After what felt like ages and many a month spent on opposite ends of the earth; Jono finally touched down in Paris for a glorious 3 week visit. We filled every moment we had with adventures, tourist attractions, so many hamburgers, and the odd few lazy days in bed. By the time we had to say goodbye again, I couldn’t believe that our time ran out so quickly but he left me with the most amazing present: the privilege of becoming his wife.
Engaged in Paris. It’s what every girl dreams of, right? That picture perfect moment when your person asks you to marry them in front of the Eiffel Tower. Well, we’re not really the Eiffel Tower engagement-type and seeing as I’ve been in Paris going on 2 years now, Jono was adamant that it should all go down at a place that is new and exciting for both of us. No clichés, no tourist-covered spaces, just us. He is also fully aware of how much I love the hidden parts of this city that has become my second home in such a short span of time. So after dragging him to all the ‘must-see’ places, he told me he found an abandoned railway system that has been completely overgrown by plants and is covered in graffiti. It’s the perfect balance of his love for street art, and abandoned spaces, as well as my love for anything green and growing.
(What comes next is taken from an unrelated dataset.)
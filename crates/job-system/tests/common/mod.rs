#![allow(dead_code)]

pub mod backends;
Not being a fan of breaking the law or trespassing, it took a bit of gentle encouragement from my fearless fiancé to clamber through the hole in the fence, and make our way down to the train tracks. Once you step into the greenery, it’s like you are enveloped by calm and tranquility. The city doesn’t exist, it is dead quiet and there are a handful of curious walkers doing the same thing as we are. Abandoned since the 1930s, Nature has been offered a chance to take back some of the space with climbing ivy and wildflowers (apparently it contains more than 200 species of plants).
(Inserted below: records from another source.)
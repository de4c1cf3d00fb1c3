use std::future::Future;

use futures::{future::BoxFuture, stream::FuturesUnordered, FutureExt, StreamExt};
use tracing::{error, trace};

use super::{
	error::Error,
	pending::{ErrorSlot, PendingOps},
};

type Completion = (String, Result<(), Error>);

/// What a [`FanOut`] hands back once every started operation completed.
#[derive(Debug)]
pub struct Joined {
	pub errors: ErrorSlot,
	pub started: usize,
}

impl Joined {
	pub fn into_result(self) -> Result<(), Error> {
		self.errors.into_result()
	}
}

/// Starts a number of operations only known while dispatching and joins them back into a
/// single outcome.
///
/// All operations are polled by whoever awaits [`join`](Self::join), on the same task, so no
/// completion can race with the bookkeeping and nothing here needs a lock. Completion order is
/// whatever order the operations finish in.
///
/// ```
/// # use shelf_job_system::{Error, FanOut};
/// # #[tokio::main(flavor = "current_thread")]
/// # async fn main() {
/// let mut fan_out = FanOut::new();
///
/// fan_out.start("featured", async { Ok(()) });
/// fan_out.start("recent", async { Err(Error::backend("offline")) });
///
/// let joined = fan_out.join().await;
/// assert_eq!(joined.started, 2);
/// assert_eq!(joined.into_result(), Err(Error::backend("offline")));
/// # }
/// ```
pub struct FanOut<'a> {
	pending: PendingOps,
	in_flight: FuturesUnordered<BoxFuture<'a, Completion>>,
	started: usize,
}

impl Default for FanOut<'_> {
	fn default() -> Self {
		Self::new()
	}
}

impl<'a> FanOut<'a> {
	#[must_use]
	pub fn new() -> Self {
		Self {
			pending: PendingOps::armed(),
			in_flight: FuturesUnordered::new(),
			started: 0,
		}
	}

	pub fn start(
		&mut self,
		label: impl Into<String>,
		operation: impl Future<Output = Result<(), Error>> + Send + 'a,
	) {
		let label = label.into();

		trace!(%label, "Starting operation");

		self.pending.add_operation();
		self.started += 1;
		self.in_flight
			.push(async move { (label, operation.await) }.boxed());
	}

	/// Records an error that isn't the outcome of a started operation.
	pub fn record_error(&mut self, error: Error) {
		self.pending.record_error(error);
	}

	#[must_use]
	pub const fn started(&self) -> usize {
		self.started
	}

	pub async fn join(self) -> Joined {
		self.join_with(|_, _| {}).await
	}

	/// Ends dispatch and waits for every started operation, calling `on_completion` with the
	/// label and outcome of each one as it completes.
	pub async fn join_with(
		mut self,
		mut on_completion: impl FnMut(&str, &Result<(), Error>) + Send,
	) -> Joined {
		let started = self.started;

		if let Some(errors) = self.pending.finish_dispatch() {
			return Joined { errors, started };
		}

		while let Some((label, res)) = self.in_flight.next().await {
			trace!(%label, success = res.is_ok(), "Operation completed");

			on_completion(&label, &res);

			if let Some(errors) = self.pending.complete_one(res.err()) {
				return Joined { errors, started };
			}
		}

		error!(
			pending = self.pending.pending(),
			"Every operation completed but the pending counter didn't reach zero"
		);

		Joined {
			errors: self.pending.take_errors(),
			started,
		}
	}
}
Naturally, this has also attracted a strange array of people: from squatters to graffiti artists to amateur catacomb explorers. The green stretches for kilometres in both directions but we headed towards a ridiculously long and very dark, damp tunnel - we could just make out the other side of it. I made it in about one quarter of the way before getting scared. I am terrified of the dark and I could see the headlines of the next day’s newspapers read: “Idiotic tourists get murdered in abandoned train tunnel”. Feeling a little foolish for being such a pussy, I told Jono we could go again. I could tell he was itching to get to the other side, so clinging to him and iPhone torches in hand we made it through. It was totally worth it. We explored, marveled at it all and took photos of the most beautiful natural scenery I’ve had the pleasure of seeing in Paris (let’s be real, it’s mostly buildings and public parks out here). It was simply surreal and in that moment, standing hand in hand, I was the happiest I’ve been in longer than I care to remember. Oh, if I only knew what was coming…
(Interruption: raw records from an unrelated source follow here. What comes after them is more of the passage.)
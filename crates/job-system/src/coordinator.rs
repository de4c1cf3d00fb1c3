use std::time::Instant;

use chrono::Utc;
use shelf_progress::{Status, StatusSink};
use tokio_util::sync::CancellationToken;
use tracing::{debug, info, instrument, trace};

use super::{
	backend::Backends,
	error::Error,
	fan_out::FanOut,
	report::{JobReport, Outcome},
	request::Request,
};

/// Fans a [`Request`] out to every eligible backend and joins their outcomes.
#[derive(Debug, Clone, Default)]
pub struct JobCoordinator {
	status_sink: Option<StatusSink>,
}

impl JobCoordinator {
	#[must_use]
	pub const fn new() -> Self {
		Self { status_sink: None }
	}

	/// Each backend gets a [`Status::Finished`] notification on this sink when its operation completes.
	#[must_use]
	pub fn with_status_sink(mut self, status_sink: StatusSink) -> Self {
		self.status_sink = Some(status_sink);
		self
	}

	pub async fn run(
		&self,
		request: &Request,
		backends: &Backends,
		cancel_token: &CancellationToken,
	) -> Result<(), Error> {
		self.run_with_report(request, backends, cancel_token)
			.await
			.into_result()
	}

	/// Runs the request on every enabled backend supporting its operation, in registration
	/// order, and resolves once all of them completed.
	///
	/// The first error reported wins, later ones are only counted on the report. Cancellation
	/// only stops new backend operations from being started, the ones already running are
	/// waited for, as they are expected to observe the same token.
	#[instrument(
		skip_all,
		fields(job_id = %request.id(), operation = %request.kind(), backends = backends.len())
	)]
	pub async fn run_with_report(
		&self,
		request: &Request,
		backends: &Backends,
		cancel_token: &CancellationToken,
	) -> JobReport {
		let started_at = Utc::now();
		let start = Instant::now();
		let kind = request.kind();

		let mut fan_out = FanOut::new();
		let mut skipped = 0;
		let mut anything_ran = false;

		for backend in backends {
			if !backend.is_enabled() || !backend.supports(kind) {
				trace!(backend = backend.name(), "Skipping backend");
				skipped += 1;
				continue;
			}

			// At least one backend supports this operation
			anything_ran = true;

			if cancel_token.is_cancelled() {
				debug!(
					backend = backend.name(),
					"Cancelled while dispatching, not starting any more backend operations"
				);
				fan_out.record_error(Error::Cancelled);
				break;
			}

			fan_out.start(
				backend.name(),
				backend.handle(request, cancel_token.clone()),
			);
		}

		if !anything_ran {
			info!("No backend could handle the operation");
		}

		let joined = fan_out
			.join_with(|backend_name, _res| {
				if let Some(status_sink) = &self.status_sink {
					status_sink
						.for_source(backend_name)
						.status(None, Status::Finished);
				}
			})
			.await;

		let dropped_errors = joined.errors.dropped();
		let outcome = match (anything_ran, joined.errors.into_result()) {
			(false, _) => Outcome::NoEligibleBackend,
			(true, Ok(())) => Outcome::Completed,
			(true, Err(e)) => Outcome::Failed(e),
		};

		let report = JobReport {
			id: request.id(),
			operation: kind,
			started: joined.started,
			skipped,
			dropped_errors,
			outcome,
			started_at,
			elapsed: start.elapsed(),
		};

		debug!(%report);

		report
	}
}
Just before taking the long walk back through the tunnel I tried to get gum from Jono’s backpack. He offered to bend down so that I could reach it easier. I told him no, and that I can reach perfectly fine, yet he stayed on the ground. Slightly confused by this, I was already popping the gum in my mouth when I stepped back and realised he was on one knee, ring in hand. I froze and looked at him, which was met with: “Oh, am I not getting gum?” Laughing, I put the gum in his mouth and he gave it to me straight with those beautiful words: “I want to ask you to marry me”. Before the sentence was even finished my hand was already stretched out and he was putting the ring on it, followed by a kiss and: “Wait, so is that a yes?”
I could not have dreamed of a more fitting and romantic proposal. It was unique, it was beautiful and it was as simple, and as straightforward as our whole relationship has been so far. Walking back through that tunnel, grinning like an absolute idiot, I felt like there was nothing and no one else in that moment. Perhaps even infallible. Only me and my favourite person on earth, who asked me to spend the rest of our lives together in such a special place.